Stored data
*****

//! Crop geometry reported by the crop widget.
//!
//! The widget reports the selected region in *display* coordinates, i.e. in
//! the pixel space of the image as laid out on screen. [`ScaleFactors`] maps
//! that onto the natural pixel grid of the decoded source before sampling.
//!
//! Zoom and rotation are only observed here: the widget owns gesture
//! handling, this module just keeps the values inside the ranges the controls
//! expose.

use serde::{Deserialize, Serialize};

/// Minimum zoom factor offered by the zoom slider.
pub const ZOOM_MIN: f64 = 1.0;
/// Maximum zoom factor offered by the zoom slider.
pub const ZOOM_MAX: f64 = 3.0;
/// Zoom slider granularity.
pub const ZOOM_STEP: f64 = 0.1;

/// Rotation range in degrees (positive = clockwise on screen).
pub const ROTATION_MIN: f64 = -180.0;
pub const ROTATION_MAX: f64 = 180.0;
pub const ROTATION_STEP: f64 = 1.0;

/// A crop rectangle with top-left origin.
#[derive(Debug, Clone, Copy, PartialEq, Serialize, Deserialize)]
pub struct CropRect {
    pub x: f64,
    pub y: f64,
    pub width: f64,
    pub height: f64,
}

impl CropRect {
    pub fn new(x: f64, y: f64, width: f64, height: f64) -> Self {
        Self {
            x,
            y,
            width,
            height,
        }
    }

    /// A rectangle is usable when all fields are finite and the size is positive.
    pub fn is_valid(&self) -> bool {
        [self.x, self.y, self.width, self.height]
            .iter()
            .all(|v| v.is_finite())
            && self.width > 0.0
            && self.height > 0.0
    }

    /// Map display coordinates onto natural pixels.
    pub fn scaled(&self, scale: ScaleFactors) -> CropRect {
        CropRect {
            x: self.x * scale.x,
            y: self.y * scale.y,
            width: self.width * scale.x,
            height: self.height * scale.y,
        }
    }

    /// Length of the longer side.
    pub fn longest_side(&self) -> f64 {
        self.width.max(self.height)
    }
}

/// Ratio between natural and display dimensions on each axis.
#[derive(Debug, Clone, Copy, PartialEq)]
pub struct ScaleFactors {
    pub x: f64,
    pub y: f64,
}

impl ScaleFactors {
    pub fn identity() -> Self {
        Self { x: 1.0, y: 1.0 }
    }

    /// `natural / display` per axis.
    ///
    /// An axis whose display size is zero or not finite falls back to 1.0.
    pub fn from_dimensions(
        natural_width: f64,
        natural_height: f64,
        display_width: f64,
        display_height: f64,
    ) -> Self {
        let ratio = |natural: f64, display: f64| {
            let r = natural / display;
            if r.is_finite() && r > 0.0 {
                r
            } else {
                1.0
            }
        };
        Self {
            x: ratio(natural_width, display_width),
            y: ratio(natural_height, display_height),
        }
    }
}

impl Default for ScaleFactors {
    fn default() -> Self {
        Self::identity()
    }
}

/// Zoom and rotation as set through the crop widget's sliders.
#[derive(Debug, Clone, Copy, PartialEq, Serialize, Deserialize)]
pub struct CropControls {
    zoom: f64,
    rotation: f64,
}

impl Default for CropControls {
    fn default() -> Self {
        Self {
            zoom: ZOOM_MIN,
            rotation: 0.0,
        }
    }
}

impl CropControls {
    pub fn zoom(&self) -> f64 {
        self.zoom
    }

    pub fn rotation(&self) -> f64 {
        self.rotation
    }

    /// Set zoom, snapped to the slider step and clamped to its range.
    /// Non-finite values are ignored.
    pub fn set_zoom(&mut self, zoom: f64) {
        if let Some(v) = snap(zoom, ZOOM_STEP, ZOOM_MIN, ZOOM_MAX) {
            self.zoom = v;
        }
    }

    /// Set rotation in degrees, snapped and clamped like [`set_zoom`](Self::set_zoom).
    pub fn set_rotation(&mut self, degrees: f64) {
        if let Some(v) = snap(degrees, ROTATION_STEP, ROTATION_MIN, ROTATION_MAX) {
            self.rotation = v;
        }
    }

    /// Zoom as a whole percentage, as shown next to the slider.
    pub fn zoom_percent(&self) -> u32 {
        (self.zoom * 100.0).round() as u32
    }
}

fn snap(value: f64, step: f64, min: f64, max: f64) -> Option<f64> {
    if !value.is_finite() {
        return None;
    }
    let snapped = ((value - min) / step).round() * step + min;
    // Trim float noise from the step multiplication (0.1 * 3 etc).
    let snapped = (snapped * 1e9).round() / 1e9;
    Some(snapped.clamp(min, max))
}

#[cfg(test)]
mod tests {
    use super::*;

    #[test]
    fn test_rect_validity() {
        assert!(CropRect::new(0.0, 0.0, 10.0, 10.0).is_valid());
        assert!(CropRect::new(-5.0, -5.0, 10.0, 10.0).is_valid());
        assert!(!CropRect::new(0.0, 0.0, 0.0, 10.0).is_valid());
        assert!(!CropRect::new(0.0, 0.0, 10.0, -1.0).is_valid());
        assert!(!CropRect::new(f64::NAN, 0.0, 10.0, 10.0).is_valid());
        assert!(!CropRect::new(0.0, 0.0, f64::INFINITY, 10.0).is_valid());
    }

    #[test]
    fn test_rect_scaled_by_display_ratio() {
        let scale = ScaleFactors::from_dimensions(2000.0, 2000.0, 500.0, 500.0);
        let natural = CropRect::new(100.0, 100.0, 200.0, 200.0).scaled(scale);
        assert_eq!(natural, CropRect::new(400.0, 400.0, 800.0, 800.0));
    }

    #[test]
    fn test_rect_scaled_per_axis() {
        let scale = ScaleFactors { x: 2.0, y: 0.5 };
        let natural = CropRect::new(10.0, 10.0, 20.0, 20.0).scaled(scale);
        assert_eq!(natural, CropRect::new(20.0, 5.0, 40.0, 10.0));
    }

    #[test]
    fn test_longest_side() {
        assert_eq!(CropRect::new(0.0, 0.0, 30.0, 40.0).longest_side(), 40.0);
        assert_eq!(CropRect::new(0.0, 0.0, 50.0, 40.0).longest_side(), 50.0);
    }

    #[test]
    fn test_scale_factors_zero_display() {
        let scale = ScaleFactors::from_dimensions(100.0, 100.0, 0.0, 50.0);
        assert_eq!(scale.x, 1.0);
        assert_eq!(scale.y, 2.0);
    }

    #[test]
    fn test_zoom_clamped_and_snapped() {
        let mut controls = CropControls::default();
        assert_eq!(controls.zoom(), 1.0);

        controls.set_zoom(1.26);
        assert_eq!(controls.zoom(), 1.3);
        assert_eq!(controls.zoom_percent(), 130);

        controls.set_zoom(10.0);
        assert_eq!(controls.zoom(), 3.0);

        controls.set_zoom(0.2);
        assert_eq!(controls.zoom(), 1.0);

        controls.set_zoom(f64::NAN);
        assert_eq!(controls.zoom(), 1.0);
    }

    #[test]
    fn test_rotation_clamped_and_snapped() {
        let mut controls = CropControls::default();

        controls.set_rotation(44.6);
        assert_eq!(controls.rotation(), 45.0);

        controls.set_rotation(-270.0);
        assert_eq!(controls.rotation(), -180.0);

        controls.set_rotation(181.0);
        assert_eq!(controls.rotation(), 180.0);

        controls.set_rotation(f64::INFINITY);
        assert_eq!(controls.rotation(), 180.0);
    }
}
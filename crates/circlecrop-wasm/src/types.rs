//! WASM-compatible wrapper types for image data.
//!
//! This module provides JavaScript-friendly types that wrap the core Circle Crop
//! types, handling the conversion between Rust and JavaScript data representations.

use circlecrop_core::{ExportedFile, RasterImage};
use wasm_bindgen::prelude::*;

/// An RGBA image wrapper for JavaScript.
///
/// # Memory Management
///
/// The pixel data is stored in WASM memory. When you call `pixels()`, a copy is made
/// to JavaScript memory as a `Uint8Array`, ready for `new ImageData(...)`.
///
/// The `free()` method can be called to explicitly release WASM memory, but this is
/// optional as wasm-bindgen's finalizer will handle cleanup automatically.
#[wasm_bindgen]
pub struct JsRasterImage {
    width: u32,
    height: u32,
    pixels: Vec<u8>,
}

#[wasm_bindgen]
impl JsRasterImage {
    /// Create a new JsRasterImage from dimensions and pixel data.
    ///
    /// # Arguments
    /// * `width` - Image width in pixels
    /// * `height` - Image height in pixels
    /// * `pixels` - RGBA pixel data (4 bytes per pixel, row-major order)
    #[wasm_bindgen(constructor)]
    pub fn new(width: u32, height: u32, pixels: Vec<u8>) -> JsRasterImage {
        JsRasterImage {
            width,
            height,
            pixels,
        }
    }

    #[wasm_bindgen(getter)]
    pub fn width(&self) -> u32 {
        self.width
    }

    #[wasm_bindgen(getter)]
    pub fn height(&self) -> u32 {
        self.height
    }

    /// Number of bytes in the pixel buffer (width * height * 4)
    #[wasm_bindgen(getter)]
    pub fn byte_length(&self) -> usize {
        self.pixels.len()
    }

    /// Returns RGBA pixel data as Uint8Array.
    ///
    /// Note: This creates a copy of the pixel data.
    pub fn pixels(&self) -> Vec<u8> {
        self.pixels.clone()
    }

    /// Explicitly free WASM memory.
    pub fn free(self) {
        // Dropping self releases the memory
    }
}

impl JsRasterImage {
    pub(crate) fn from_raster(img: RasterImage) -> Self {
        Self {
            width: img.width,
            height: img.height,
            pixels: img.pixels,
        }
    }

    /// Convert back to a core RasterImage. Clones the pixel data.
    pub(crate) fn to_raster(&self) -> RasterImage {
        RasterImage {
            width: self.width,
            height: self.height,
            pixels: self.pixels.clone(),
        }
    }
}

/// An encoded file ready for download.
#[wasm_bindgen]
pub struct JsExportedFile {
    file_name: String,
    mime_type: String,
    bytes: Vec<u8>,
}

#[wasm_bindgen]
impl JsExportedFile {
    /// Download name, e.g. `cropped-image.png`
    #[wasm_bindgen(getter)]
    pub fn file_name(&self) -> String {
        self.file_name.clone()
    }

    #[wasm_bindgen(getter)]
    pub fn mime_type(&self) -> String {
        self.mime_type.clone()
    }

    /// Encoded file contents as Uint8Array (copied).
    pub fn bytes(&self) -> Vec<u8> {
        self.bytes.clone()
    }

    #[wasm_bindgen(getter)]
    pub fn byte_length(&self) -> usize {
        self.bytes.len()
    }
}

impl JsExportedFile {
    pub(crate) fn from_exported(file: ExportedFile) -> Self {
        Self {
            file_name: file.file_name,
            mime_type: file.mime_type.to_string(),
            bytes: file.bytes,
        }
    }

    pub(crate) fn as_bytes(&self) -> &[u8] {
        &self.bytes
    }
}
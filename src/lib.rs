//! Action Sheet - a dismissible bottom sheet of actions for ratatui
//!
//! This library provides an action-sheet overlay: a list of labeled,
//! icon-bearing actions that slides up from the bottom of the terminal over a
//! dimmed backdrop, and runs the picked action's handler once it is gone.
//!
//! # Architecture
//!
//! - **Configuration**: style options shared through an explicit handle
//! - **Sheet**: action rows, list view, backdrop, and the controller driving them
//! - **App**: a small crossterm host used by the demo binary

pub mod app;
pub mod config;
pub mod error;
pub mod sheet;

pub use app::App;
pub use config::{SharedConfiguration, SheetConfiguration};
pub use error::{AppError, AppResult};
pub use sheet::{Action, Overlay, SheetController, SheetState};

use anyhow::Result;
use tracing_subscriber::{layer::SubscriberExt, util::SubscriberInitExt};

/// Initialize the logging system with structured logging
///
/// `RUST_LOG` wins when set; otherwise `default_level` applies to this crate.
/// Logs go to stderr so they stay out of the rendered screen when redirected.
pub fn initialize_logging(default_level: &str) -> Result<()> {
    tracing_subscriber::registry()
        .with(
            tracing_subscriber::EnvFilter::try_from_default_env()
                .unwrap_or_else(|_| format!("action_sheet={}", default_level).into()),
        )
        .with(tracing_subscriber::fmt::layer().with_writer(std::io::stderr))
        .try_init()?;

    Ok(())
}
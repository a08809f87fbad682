//! Demo host state

/// Number of chosen actions kept for display
const HISTORY_LIMIT: usize = 8;

/// State of the host screen beneath the sheet
#[derive(Debug, Clone, Default)]
pub struct AppState {
    should_quit: bool,
    status: String,
    history: Vec<String>,
    dismissals: usize,
}

impl AppState {
    pub fn new() -> Self {
        Self {
            status: "Press Space to open the action sheet".to_string(),
            ..Self::default()
        }
    }

    /// Check if the application should quit
    pub fn should_quit(&self) -> bool {
        self.should_quit
    }

    /// Set the quit flag
    pub fn set_should_quit(&mut self, should_quit: bool) {
        self.should_quit = should_quit;
    }

    pub fn status(&self) -> &str {
        &self.status
    }

    pub fn set_status<S: Into<String>>(&mut self, status: S) {
        self.status = status.into();
    }

    /// Record a handler run, newest first
    pub fn record_choice(&mut self, title: &str) {
        self.history.insert(0, title.to_string());
        self.history.truncate(HISTORY_LIMIT);
        self.status = format!("Chose \"{}\"", title);
    }

    pub fn history(&self) -> &[String] {
        &self.history
    }

    pub fn record_dismissal(&mut self) {
        self.dismissals += 1;
    }

    pub fn dismissals(&self) -> usize {
        self.dismissals
    }
}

*****

Would you retype the lines above from the one with "but this is" down to the one with "of the pixel data.", word for word, both ends included and no other lines?

/// The `free()` method can be called to explicitly release WASM memory, but this is
/// optional as wasm-bindgen's finalizer will handle cleanup automatically.
#[wasm_bindgen]
pub struct JsRasterImage {
    width: u32,
    height: u32,
    pixels: Vec<u8>,
}

#[wasm_bindgen]
impl JsRasterImage {
    /// Create a new JsRasterImage from dimensions and pixel data.
    ///
    /// # Arguments
    /// * `width` - Image width in pixels
    /// * `height` - Image height in pixels
    /// * `pixels` - RGBA pixel data (4 bytes per pixel, row-major order)
    #[wasm_bindgen(constructor)]
    pub fn new(width: u32, height: u32, pixels: Vec<u8>) -> JsRasterImage {
        JsRasterImage {
            width,
            height,
            pixels,
        }
    }

    #[wasm_bindgen(getter)]
    pub fn width(&self) -> u32 {
        self.width
    }

    #[wasm_bindgen(getter)]
    pub fn height(&self) -> u32 {
        self.height
    }

    /// Number of bytes in the pixel buffer (width * height * 4)
    #[wasm_bindgen(getter)]
    pub fn byte_length(&self) -> usize {
        self.pixels.len()
    }

    /// Returns RGBA pixel data as Uint8Array.
    ///
    /// Note: This creates a copy of the pixel data.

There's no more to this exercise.